#### [Your objective]
Please report how many lines in these records contain the string "RowSource", and give nothing besides the number.

(Saved data entries)
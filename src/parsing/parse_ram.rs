use once_cell::sync::Lazy;
use regex::Regex;

static RAM_GB: Lazy<Regex> = Lazy::new(|| Regex::new(r"(?i)(\d+)GB").expect("valid RAM pattern"));

/// Parse the RAM size in GB from text such as `16GBDDR3`.
///
/// Only the `GB` unit is recognised; anything else (including `TB`) yields 0.
pub fn parse_ram_gb(text: &str) -> u32 {
    RAM_GB
        .captures(text)
        .and_then(|c| c.get(1))
        .and_then(|m| m.as_str().parse::<u32>().ok())
        .unwrap_or(0)
}

#[cfg(test)]
mod tests {
    use super::*;

    #[test]
    fn test_parse_ram_gb() {
        assert_eq!(parse_ram_gb("16GBDDR3"), 16);
        assert_eq!(parse_ram_gb("128gbDDR4"), 128);
        assert_eq!(parse_ram_gb(" 4GB "), 4);
    }

    #[test]
    fn test_parse_ram_gb_without_unit() {
        assert_eq!(parse_ram_gb(""), 0);
        assert_eq!(parse_ram_gb("sixteen"), 0);
        assert_eq!(parse_ram_gb("2TB"), 0);
        assert_eq!(parse_ram_gb("32 GB"), 0);
    }

    #[test]
    fn test_parse_ram_gb_takes_first_match() {
        assert_eq!(parse_ram_gb("2x8GB (16GB total)"), 8);
    }
}
pub mod query_string;
pub mod raw_query;
pub mod validator;
pub mod vocab;

pub use query_string::{build_query_string, query_signature};
pub use raw_query::RawQuery;
pub use validator::{validate, FilterSet, NormalizedQuery, SortSpec};
pub use vocab::{SortField, SortOrder, StorageRange, STORAGE_RANGES, RAM_OPTIONS_GB};
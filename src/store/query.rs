//! Backend-independent query evaluation over a set of records.

use std::cmp::Ordering;

use crate::filters::{FilterSet, SortField, SortOrder, SortSpec};
use crate::models::{CatalogRecord, Pagination, QueryResult};

/// AND across dimensions; OR across the selected storage buckets.
pub fn matches(record: &CatalogRecord, filters: &FilterSet) -> bool {
    if !filters.storage_ranges.is_empty()
        && !filters
            .storage_ranges
            .iter()
            .any(|r| r.contains(record.storage_total_gb))
    {
        return false;
    }
    if !filters.ram_sizes.is_empty() && !filters.ram_sizes.contains(&record.ram_size_gb) {
        return false;
    }
    if let Some(disk) = filters.disk_type {
        if record.disk_type != disk {
            return false;
        }
    }
    if let Some(location) = &filters.location {
        if &record.location != location {
            return false;
        }
    }
    if let Some(min) = filters.price_min {
        if record.price_amount < min {
            return false;
        }
    }
    if let Some(max) = filters.price_max {
        if record.price_amount > max {
            return false;
        }
    }
    true
}

/// Single-key ordering with `id` ascending as the tie-break in both directions.
pub fn compare(a: &CatalogRecord, b: &CatalogRecord, sort: &SortSpec) -> Ordering {
    let primary = match sort.field {
        SortField::Price => a.price_amount.cmp(&b.price_amount),
        SortField::Ram => a.ram_size_gb.cmp(&b.ram_size_gb),
        SortField::Storage => a.storage_total_gb.cmp(&b.storage_total_gb),
        SortField::Model => a.model.cmp(&b.model),
    };
    let primary = match sort.order {
        SortOrder::Asc => primary,
        SortOrder::Desc => primary.reverse(),
    };
    primary.then_with(|| a.id.cmp(&b.id))
}

pub fn run_query<'a>(
    records: impl IntoIterator<Item = &'a CatalogRecord>,
    filters: &FilterSet,
    sort: &SortSpec,
    page: u32,
    limit: u32,
) -> QueryResult {
    let mut matched: Vec<&CatalogRecord> = records.into_iter().filter(|r| matches(r, filters)).collect();
    matched.sort_by(|a, b| compare(a, b, sort));

    let pagination = Pagination::new(page.max(1), limit.max(1), matched.len());
    let data = matched
        .into_iter()
        .skip(pagination.offset())
        .take(pagination.limit as usize)
        .cloned()
        .collect();

    QueryResult { data, pagination }
}

#[cfg(test)]
mod tests {
    use super::*;
    use crate::filters::{validate, RawQuery};
    use crate::models::{Currency, DiskType};
    use chrono::Utc;
    use rust_decimal::Decimal;

    fn record(id: u64, model: &str, ram: u32, storage: u64, price: i64) -> CatalogRecord {
        let now = Utc::now();
        CatalogRecord {
            id,
            model: model.into(),
            ram_raw: format!("{}GBDDR4", ram),
            ram_size_gb: ram,
            storage_raw: String::new(),
            storage_total_gb: storage,
            disk_type: DiskType::Sata,
            location: "AmsterdamAMS-01".into(),
            price_amount: Decimal::new(price, 2),
            currency: Currency::Eur,
            created_at: now,
            updated_at: now,
        }
    }

    fn fixture() -> Vec<CatalogRecord> {
        vec![
            record(1, "HP DL120", 16, 4000, 4999),
            record(2, "Dell R210", 8, 240, 3999),
            record(3, "Dell R730", 128, 16000, 22999),
            record(4, "Supermicro", 16, 1920, 4999),
        ]
    }

    fn query(pairs: &[(&str, &str)]) -> crate::filters::NormalizedQuery {
        validate(&RawQuery::from_pairs(pairs.iter().copied()))
    }

    #[test]
    fn test_storage_buckets_combine_with_or() {
        let records = fixture();
        let q = query(&[("storage", "0-250GB"), ("storage", "1TB-2TB")]);
        let result = run_query(&records, &q.filters, &q.sort, q.page, q.limit);
        let ids: Vec<u64> = result.data.iter().map(|r| r.id).collect();
        assert_eq!(ids, vec![2, 4]);
    }

    #[test]
    fn test_dimensions_combine_with_and() {
        let records = fixture();
        let q = query(&[("ram", "16GB"), ("priceMax", "49.99"), ("priceMin", "49.99"), ("storage", "4TB-8TB")]);
        let result = run_query(&records, &q.filters, &q.sort, q.page, q.limit);
        let ids: Vec<u64> = result.data.iter().map(|r| r.id).collect();
        assert_eq!(ids, vec![1]);
    }

    #[test]
    fn test_ties_break_on_id() {
        let records = fixture();
        let q = query(&[("sort", "ram"), ("order", "desc")]);
        let result = run_query(&records, &q.filters, &q.sort, q.page, q.limit);
        let ids: Vec<u64> = result.data.iter().map(|r| r.id).collect();
        assert_eq!(ids, vec![3, 1, 4, 2]);
    }

    #[test]
    fn test_model_sort_is_lexicographic() {
        let records = fixture();
        let q = query(&[("sort", "model")]);
        let result = run_query(&records, &q.filters, &q.sort, q.page, q.limit);
        let models: Vec<&str> = result.data.iter().map(|r| r.model.as_str()).collect();
        assert_eq!(models, vec!["Dell R210", "Dell R730", "HP DL120", "Supermicro"]);
    }

    #[test]
    fn test_out_of_range_page_is_empty() {
        let records = fixture();
        let q = query(&[("page", "5"), ("limit", "2")]);
        let result = run_query(&records, &q.filters, &q.sort, q.page, q.limit);
        assert!(result.is_empty());
        assert_eq!(result.total(), 4);
        assert_eq!(result.pagination.total_pages, 2);
    }
}
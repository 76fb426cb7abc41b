//! Closed vocabularies accepted by the filter validator.

use serde::Serialize;

use crate::models::{DiskType, RamOption, StorageRangeOption};

/// A named storage bucket: `min_gb` inclusive, `max_gb` exclusive, open-ended when `None`.
#[derive(Clone, Copy, Debug, PartialEq, Eq, Hash)]
pub struct StorageRange {
    pub label: &'static str,
    pub min_gb: u64,
    pub max_gb: Option<u64>,
}

impl StorageRange {
    const fn new(label: &'static str, min_gb: u64, max_gb: Option<u64>) -> Self {
        Self { label, min_gb, max_gb }
    }

    pub fn contains(&self, gb: u64) -> bool {
        gb >= self.min_gb && self.max_gb.map_or(true, |max| gb < max)
    }

    pub fn from_label(label: &str) -> Option<StorageRange> {
        let t = label.trim();
        STORAGE_RANGES.iter().copied().find(|r| r.label.eq_ignore_ascii_case(t))
    }

    /// Position in the canonical bucket order.
    pub fn ordinal(&self) -> usize {
        STORAGE_RANGES
            .iter()
            .position(|r| r.label == self.label)
            .unwrap_or(usize::MAX)
    }
}

pub const STORAGE_RANGES: [StorageRange; 12] = [
    StorageRange::new("0-250GB", 0, Some(250)),
    StorageRange::new("250GB-500GB", 250, Some(500)),
    StorageRange::new("500GB-1TB", 500, Some(1_000)),
    StorageRange::new("1TB-2TB", 1_000, Some(2_000)),
    StorageRange::new("2TB-3TB", 2_000, Some(3_000)),
    StorageRange::new("3TB-4TB", 3_000, Some(4_000)),
    StorageRange::new("4TB-8TB", 4_000, Some(8_000)),
    StorageRange::new("8TB-12TB", 8_000, Some(12_000)),
    StorageRange::new("12TB-24TB", 12_000, Some(24_000)),
    StorageRange::new("24TB-48TB", 24_000, Some(48_000)),
    StorageRange::new("48TB-72TB", 48_000, Some(72_000)),
    StorageRange::new("72TB+", 72_000, None),
];

pub const RAM_OPTIONS_GB: [u32; 11] = [2, 4, 8, 12, 16, 24, 32, 48, 64, 96, 128];

pub const DEFAULT_PAGE: u32 = 1;
pub const DEFAULT_LIMIT: u32 = 20;
pub const MAX_LIMIT: u32 = 100;

#[derive(Serialize, Clone, Copy, Debug, Default, PartialEq, Eq, Hash)]
#[serde(rename_all = "lowercase")]
pub enum SortField {
    #[default]
    Price,
    Ram,
    Storage,
    Model,
}

impl SortField {
    pub fn as_str(&self) -> &'static str {
        match self {
            SortField::Price => "price",
            SortField::Ram => "ram",
            SortField::Storage => "storage",
            SortField::Model => "model",
        }
    }

    pub fn from_token(token: &str) -> Option<SortField> {
        match token.trim().to_ascii_lowercase().as_str() {
            "price" => Some(SortField::Price),
            "ram" => Some(SortField::Ram),
            "storage" => Some(SortField::Storage),
            "model" => Some(SortField::Model),
            _ => None,
        }
    }
}

#[derive(Serialize, Clone, Copy, Debug, Default, PartialEq, Eq, Hash)]
#[serde(rename_all = "lowercase")]
pub enum SortOrder {
    #[default]
    Asc,
    Desc,
}

impl SortOrder {
    pub fn as_str(&self) -> &'static str {
        match self {
            SortOrder::Asc => "asc",
            SortOrder::Desc => "desc",
        }
    }

    pub fn from_token(token: &str) -> Option<SortOrder> {
        match token.trim().to_ascii_lowercase().as_str() {
            "asc" => Some(SortOrder::Asc),
            "desc" => Some(SortOrder::Desc),
            _ => None,
        }
    }
}

pub fn storage_range_options() -> Vec<StorageRangeOption> {
    STORAGE_RANGES
        .iter()
        .map(|r| StorageRangeOption {
            label: r.label.to_string(),
            min_gb: r.min_gb,
            max_gb: r.max_gb,
        })
        .collect()
}

pub fn ram_options() -> Vec<RamOption> {
    RAM_OPTIONS_GB
        .iter()
        .map(|gb| RamOption { label: format!("{}GB", gb), value: *gb })
        .collect()
}

pub fn disk_type_options() -> Vec<String> {
    DiskType::FILTERABLE.iter().map(|d| d.as_str().to_string()).collect()
}
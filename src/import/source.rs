//! Tabular import sources: CSV files and spreadsheets.

use std::fs::File;
use std::io::{BufRead, BufReader};
use std::path::Path;

use calamine::{open_workbook_auto, Data, Range, Reader};

use crate::error::{ImportError, RowError};

/// File formats the importer accepts, decided from the extension alone.
#[derive(Clone, Copy, Debug, PartialEq, Eq)]
pub enum SourceFormat {
    Csv,
    Spreadsheet,
}

impl SourceFormat {
    pub fn from_path(path: &Path) -> Result<Self, ImportError> {
        let ext = path
            .extension()
            .and_then(|e| e.to_str())
            .map(|e| e.to_ascii_lowercase())
            .unwrap_or_default();
        match ext.as_str() {
            "csv" => Ok(SourceFormat::Csv),
            "xlsx" | "xlsm" | "xls" | "ods" => Ok(SourceFormat::Spreadsheet),
            _ => Err(ImportError::UnsupportedExtension(ext)),
        }
    }
}

/// One data row and the 1-based file line or sheet row it starts on.
#[derive(Clone, Debug, PartialEq)]
pub struct SourceRow {
    pub line: usize,
    pub cells: Result<Vec<String>, RowError>,
}

impl SourceRow {
    fn blank(line: usize) -> Self {
        Self { line, cells: Ok(Vec::new()) }
    }
}

/// A header row followed by a stream of data rows. Blank rows are yielded
/// as empty rows rather than dropped, so callers can count them.
pub trait RowSource: Iterator<Item = SourceRow> {
    fn header(&self) -> &[String];

    /// Number of data rows, when it can be known or cheaply estimated.
    fn total_rows_estimate(&self) -> Option<usize>;
}

/// Open `path` as a row source. Fails before any row is read if the file is
/// missing, unreadable, of an unsupported type or has no header row.
pub fn open_source(path: &Path) -> Result<Box<dyn RowSource>, ImportError> {
    let format = SourceFormat::from_path(path)?;
    if !path.exists() {
        return Err(ImportError::FileNotFound(path.to_path_buf()));
    }
    match format {
        SourceFormat::Csv => Ok(Box::new(CsvSource::open(path)?)),
        SourceFormat::Spreadsheet => Ok(Box::new(SpreadsheetSource::open(path)?)),
    }
}

/// Streams records from a CSV file; only the current record is held in memory.
///
/// The csv reader skips empty lines, so they are recovered from the gap
/// between the line a record ends on and the line the previous one ended on.
pub struct CsvSource {
    reader: csv::Reader<File>,
    header: Vec<String>,
    estimate: usize,
    file_len: u64,
    newline_terminated: bool,
    /// First line after the last record read.
    next_line: u64,
    blank_lines: std::ops::Range<u64>,
    queued: Option<SourceRow>,
    exhausted: bool,
}

impl CsvSource {
    pub fn open(path: &Path) -> Result<Self, ImportError> {
        let (line_count, newline_terminated) = scan_lines(path)?;
        let file_len = std::fs::metadata(path)?.len();

        // `\n` only: a stray `\r\n` line then reads as a blank record instead
        // of being skipped, and line positions stay exact.
        let reader = csv::ReaderBuilder::new()
            .has_headers(false)
            .flexible(true)
            .terminator(csv::Terminator::Any(b'\n'))
            .from_path(path)
            .map_err(|e| ImportError::Csv(e.to_string()))?;

        let mut source = Self {
            reader,
            header: Vec::new(),
            estimate: line_count.saturating_sub(1),
            file_len,
            newline_terminated,
            next_line: 1,
            blank_lines: 0..0,
            queued: None,
            exhausted: false,
        };

        let header = match source.read_row() {
            Ok(Some(row)) => row.cells.map_err(|e| ImportError::Csv(e.to_string()))?,
            Ok(None) => return Err(ImportError::EmptySource),
            Err(e) => return Err(ImportError::Csv(e.to_string())),
        };
        source.blank_lines = 0..0;
        source.header = header;
        Ok(source)
    }

    /// Read the next record and work out the line it started on. Lines
    /// skipped on the way are left in `blank_lines`.
    fn read_row(&mut self) -> Result<Option<SourceRow>, csv::Error> {
        let mut record = csv::ByteRecord::new();
        if !self.reader.read_byte_record(&mut record)? {
            return Ok(None);
        }
        let end = self.reader.position();
        let embedded: u64 = record
            .iter()
            .map(|field| field.iter().filter(|b| **b == b'\n').count() as u64)
            .sum();
        let terminated = self.newline_terminated || end.byte() < self.file_len;
        let line = end
            .line()
            .saturating_sub(embedded + u64::from(terminated))
            .max(self.next_line);

        self.blank_lines = self.next_line..line;
        self.next_line = line + embedded + 1;
        Ok(Some(SourceRow { line: line as usize, cells: record_cells(&record) }))
    }
}

impl Iterator for CsvSource {
    type Item = SourceRow;

    fn next(&mut self) -> Option<Self::Item> {
        if let Some(line) = self.blank_lines.next() {
            return Some(SourceRow::blank(line as usize));
        }
        if let Some(row) = self.queued.take() {
            return Some(row);
        }
        if self.exhausted {
            return None;
        }
        match self.read_row() {
            Ok(Some(row)) => match self.blank_lines.next() {
                Some(line) => {
                    self.queued = Some(row);
                    Some(SourceRow::blank(line as usize))
                }
                None => Some(row),
            },
            Ok(None) => {
                self.exhausted = true;
                None
            }
            Err(e) => {
                // A malformed record only costs that row; an I/O failure ends the stream.
                if e.is_io_error() {
                    self.exhausted = true;
                }
                let line = self.next_line;
                self.next_line = self.reader.position().line().max(line + 1);
                Some(SourceRow { line: line as usize, cells: Err(RowError::Read(e.to_string())) })
            }
        }
    }
}

impl RowSource for CsvSource {
    fn header(&self) -> &[String] {
        &self.header
    }

    fn total_rows_estimate(&self) -> Option<usize> {
        Some(self.estimate)
    }
}

/// Count lines and note whether the last one ends with a newline.
fn scan_lines(path: &Path) -> std::io::Result<(usize, bool)> {
    let mut reader = BufReader::new(File::open(path)?);
    let mut buf = Vec::new();
    let mut lines = 0;
    let mut newline_terminated = true;
    loop {
        buf.clear();
        if reader.read_until(b'\n', &mut buf)? == 0 {
            break;
        }
        lines += 1;
        newline_terminated = buf.ends_with(b"\n");
    }
    Ok((lines, newline_terminated))
}

fn record_cells(record: &csv::ByteRecord) -> Result<Vec<String>, RowError> {
    let record = csv::StringRecord::from_byte_record(record.clone()).map_err(|e| RowError::Read(e.to_string()))?;
    let mut cells: Vec<String> = record.iter().map(str::to_string).collect();
    if let Some(last) = cells.last_mut() {
        if last.ends_with('\r') {
            last.pop();
        }
    }
    Ok(cells)
}

/// Reads the first worksheet of a workbook.
pub struct SpreadsheetSource {
    range: Range<Data>,
    header: Vec<String>,
    next_row: usize,
    /// Sheet row (1-based) of the range's first row.
    first_sheet_row: usize,
}

impl SpreadsheetSource {
    pub fn open(path: &Path) -> Result<Self, ImportError> {
        let mut workbook = open_workbook_auto(path).map_err(|e| ImportError::Spreadsheet(e.to_string()))?;
        let range = workbook
            .worksheet_range_at(0)
            .ok_or_else(|| ImportError::Spreadsheet("workbook has no worksheets".into()))?
            .map_err(|e| ImportError::Spreadsheet(e.to_string()))?;

        if range.is_empty() {
            return Err(ImportError::EmptySource);
        }
        let header = Self::row_at(&range, 0)
            .map_err(|e| ImportError::Spreadsheet(e.to_string()))?;

        let first_sheet_row = range.start().map_or(1, |(row, _)| row as usize + 1);
        Ok(Self { range, header, next_row: 1, first_sheet_row })
    }

    fn row_at(range: &Range<Data>, row: usize) -> Result<Vec<String>, RowError> {
        let (_, width) = range.get_size();
        (0..width).map(|col| cell_to_string(range.get((row, col)))).collect()
    }
}

impl Iterator for SpreadsheetSource {
    type Item = SourceRow;

    fn next(&mut self) -> Option<Self::Item> {
        let (height, _) = self.range.get_size();
        if self.next_row >= height {
            return None;
        }
        let row = SourceRow {
            line: self.first_sheet_row + self.next_row,
            cells: Self::row_at(&self.range, self.next_row),
        };
        self.next_row += 1;
        Some(row)
    }
}

impl RowSource for SpreadsheetSource {
    fn header(&self) -> &[String] {
        &self.header
    }

    fn total_rows_estimate(&self) -> Option<usize> {
        Some(self.range.get_size().0.saturating_sub(1))
    }
}

fn cell_to_string(cell: Option<&Data>) -> Result<String, RowError> {
    Ok(match cell {
        None | Some(Data::Empty) => String::new(),
        Some(Data::String(s)) => s.clone(),
        Some(Data::Int(i)) => i.to_string(),
        Some(Data::Float(f)) if f.fract() == 0.0 && f.abs() < 1e15 => format!("{}", *f as i64),
        Some(Data::Float(f)) => f.to_string(),
        Some(Data::Bool(b)) => b.to_string(),
        Some(Data::Error(e)) => return Err(RowError::Read(format!("cell error {:?}", e))),
        Some(other) => other.to_string(),
    })
}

#### [Result of this exercise]
4